Adapt Pharma said today that the FDA approved the 2mg formulation of its Narcan nasal spray for the emergency treatment of opioid overdose.

The 2mg dose is intended for opioid-dependent patients that are at risk for severe withdrawal, but are not at a high risk for continued opioid exposure. The approval comes 1 year after the FDA approved its 4mg formulation, which was the 1st needle-free version of naloxone.

The 4mg nasal spray has been commercially available since February last year, after it was reviewed and approved by the FDA under an expedited pathway.

Adapt Pharma’s Narcan nasal sprays are comprised of concentrated naloxone that provides emergency treatment for opioid overdose, including prescription opioid painkiller-related overdose, fentayl, carfentanil, and heroin-related overdose.

In November, Camarus AB (STO:CAMX) and Braeburn Pharmaceuticals said that a late-stage trial of its injectable opioid dependence treatment was successful.
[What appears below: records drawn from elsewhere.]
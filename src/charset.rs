// Copyright (c) 2026 rezky_nightky

use std::char;

use rand::{
    distr::{Distribution, Uniform},
    Rng,
};

use crate::error::{RainError, Result};

#[derive(Clone, Copy, Debug, PartialEq, Eq)]
pub struct Charset(u32);

impl Charset {
    pub const NONE: Charset = Charset(0);
    pub const UPPERCASE: Charset = Charset(0x1);
    pub const DIGITS: Charset = Charset(0x2);
    pub const SYMBOLS: Charset = Charset(0x4);
    pub const KATAKANA: Charset = Charset(0x8);
    pub const BINARY: Charset = Charset(0x10);
    pub const PUNCTUATION: Charset = Charset(0x20);

    pub const MATRIX: Charset = Charset(0xF);
    pub const ASCII_SAFE: Charset = Charset(0x23);

    pub fn contains(self, other: Charset) -> bool {
        (self.0 & other.0) != 0
    }

    pub fn union(self, other: Charset) -> Charset {
        Charset(self.0 | other.0)
    }
}

const RAIN_SYMBOLS: &str = ".:=*+-<>¦|╌";

pub fn parse_user_hex_chars(s: &str) -> Result<Vec<char>> {
    let mut out = Vec::new();
    for (i, part) in s.split(',').enumerate() {
        let part = part.trim();
        if part.is_empty() {
            continue;
        }
        let v = u32::from_str_radix(part, 16)
            .map_err(|_| RainError::invalid(format!("invalid hex char at index {}", i + 1)))?;
        let ch = char::from_u32(v).ok_or_else(|| {
            RainError::invalid(format!("invalid unicode scalar at index {}", i + 1))
        })?;
        out.push(ch);
    }
    Ok(out)
}

pub fn charset_from_str(spec: &str, default_to_ascii: bool) -> Result<Charset> {
    let spec = spec.trim().to_ascii_lowercase();
    match spec.as_str() {
        "auto" => Ok(if default_to_ascii {
            Charset::ASCII_SAFE
        } else {
            Charset::MATRIX
        }),
        "matrix" => Ok(Charset::MATRIX),
        "katakana" => Ok(Charset::KATAKANA),
        "ascii" => Ok(Charset::ASCII_SAFE),
        "digits" | "dec" | "decimal" => Ok(Charset::DIGITS),
        "bin" | "binary" | "01" => Ok(Charset::BINARY),
        "matrix-ascii" => Ok(Charset::MATRIX.union(Charset::PUNCTUATION)),
        "none" => Ok(Charset::NONE),
        _ => Err(RainError::invalid(format!(
            "unsupported charset: {} (see --list-charsets)",
            spec
        ))),
    }
}

fn push_range(out: &mut Vec<char>, start: u32, end: u32) {
    for v in start..=end {
        if let Some(ch) = char::from_u32(v) {
            out.push(ch);
        }
    }
}

pub fn build_chars(charset: Charset, user_ranges: &[(char, char)]) -> Vec<char> {
    let mut out: Vec<char> = Vec::new();

    if charset.contains(Charset::KATAKANA) {
        // half-width forms: ｦ through ﾝ
        push_range(&mut out, 0xFF66, 0xFF9D);
    }
    if charset.contains(Charset::DIGITS) {
        push_range(&mut out, 0x30, 0x39);
    }
    if charset.contains(Charset::UPPERCASE) {
        push_range(&mut out, 0x41, 0x5A);
    }
    if charset.contains(Charset::SYMBOLS) {
        out.extend(RAIN_SYMBOLS.chars());
    }
    if charset.contains(Charset::PUNCTUATION) {
        out.extend(".:=*+-<>|".chars());
    }
    if charset.contains(Charset::BINARY) {
        push_range(&mut out, 0x30, 0x31);
    }

    for &(a, b) in user_ranges {
        push_range(&mut out, a as u32, b as u32);
    }

    if out.is_empty() {
        out.push('0');
        out.push('1');
    }

    out
}

/// Fixed palette of rain glyphs with a uniform picker.
#[derive(Clone, Debug)]
pub struct GlyphSource {
    chars: Vec<char>,
    pick: Uniform<usize>,
}

impl GlyphSource {
    pub fn new(mut chars: Vec<char>) -> Result<Self> {
        if chars.is_empty() {
            chars = vec!['0', '1'];
        }
        let pick = Uniform::new(0, chars.len())?;
        Ok(Self { chars, pick })
    }

    pub fn next_glyph<R: Rng + ?Sized>(&self, rng: &mut R) -> char {
        self.chars[self.pick.sample(rng)]
    }

    #[cfg(test)]
    pub fn contains(&self, ch: char) -> bool {
        self.chars.contains(&ch)
    }

    pub fn len(&self) -> usize {
        self.chars.len()
    }
}

pub fn print_list_charsets() {
    println!("AVAILABLE CHARSET PRESETS:");
    println!();
    println!("VALUE        DESCRIPTION");
    println!("auto         matrix on UTF-8 locales, ascii otherwise");
    println!("matrix       Katakana + digits + uppercase + rain symbols");
    println!("matrix-ascii matrix + ASCII symbols");
    println!("katakana     Half-width katakana only");
    println!("ascii        Digits + uppercase + ASCII symbols");
    println!("digits       Digits only (aliases: dec, decimal)");
    println!("binary       0 and 1 (aliases: bin, 01)");
    println!("none         Only the ranges given with --chars");
}

#[cfg(test)]
mod tests {
    use rand::{rngs::StdRng, SeedableRng};

    use super::*;

    #[test]
    fn parse_user_hex_chars_parses_hex_codepoints() {
        let v = parse_user_hex_chars("30,31").unwrap();
        assert_eq!(v, vec!['0', '1']);
    }

    #[test]
    fn parse_user_hex_chars_rejects_garbage() {
        let err = parse_user_hex_chars("30,zz").unwrap_err();
        assert!(err.to_string().contains("index 2"));
    }

    #[test]
    fn charset_auto_selects_ascii_safe_when_non_utf() {
        assert_eq!(charset_from_str("auto", true).unwrap(), Charset::ASCII_SAFE);
        assert_eq!(charset_from_str("AUTO", false).unwrap(), Charset::MATRIX);
    }

    #[test]
    fn matrix_palette_has_katakana_digits_letters_and_symbols() {
        let out = build_chars(Charset::MATRIX, &[]);
        for ch in ['ﾊ', 'ｦ', '0', '9', 'A', 'Z', '¦', '╌'] {
            assert!(out.contains(&ch), "missing {ch}");
        }
        assert!(!out.contains(&'a'));
    }

    #[test]
    fn ascii_palette_is_ascii_only() {
        let out = build_chars(Charset::ASCII_SAFE, &[]);
        assert!(out.iter().all(|c| c.is_ascii()));
    }

    #[test]
    fn every_listed_preset_parses() {
        let cases = [
            ("matrix", Charset::MATRIX),
            ("matrix-ascii", Charset::MATRIX.union(Charset::PUNCTUATION)),
            ("katakana", Charset::KATAKANA),
            ("ascii", Charset::ASCII_SAFE),
            ("digits", Charset::DIGITS),
            ("dec", Charset::DIGITS),
            ("binary", Charset::BINARY),
            ("01", Charset::BINARY),
            ("none", Charset::NONE),
            (" Matrix ", Charset::MATRIX),
        ];
        for (name, want) in cases {
            assert_eq!(charset_from_str(name, false).unwrap(), want, "{name}");
        }
    }

    #[test]
    fn double_width_presets_are_rejected() {
        let err = charset_from_str("kanji", false).unwrap_err();
        assert_eq!(err.to_string(), "unsupported charset: kanji (see --list-charsets)");
    }

    #[test]
    fn empty_selection_falls_back_to_binary() {
        let out = build_chars(Charset::NONE, &[]);
        assert_eq!(out, vec!['0', '1']);
    }

    #[test]
    fn next_glyph_draws_from_palette() {
        let glyphs = GlyphSource::new(build_chars(Charset::KATAKANA, &[])).unwrap();
        let mut rng = StdRng::seed_from_u64(7);
        for _ in 0..200 {
            let ch = glyphs.next_glyph(&mut rng);
            assert!(glyphs.contains(ch));
        }
    }
}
CMAX shares surged 16% at the beginning of the week following the announcement.

The injectable buprenorphine therapy could be another treatment used to combat the growing opioid epidemic in the United States, which claimed the lives of more than 47,000 Americans in 2014, according to the Wall Street Journal. In that same year, 650,000 Americans received buprenorphine to treat opioid addiction.

Braeburn, which is developing a match-size implant to fight opioid addiction, said this month that it plans to raise $150 million by offering 7,692,308 shares of its common stock. The Princeton, N.J.-based company wrote in regulatory filings that it expects the initial public offering price for its stock to be between $18.00 and $21.00 apiece.

Apple Tree Partners has indicated an interest in buying $50 million of shares of Braeburn’s common stock and has also agreed to purchase $40 million of the company’s common stock in a private placement upon the completion of the public offering.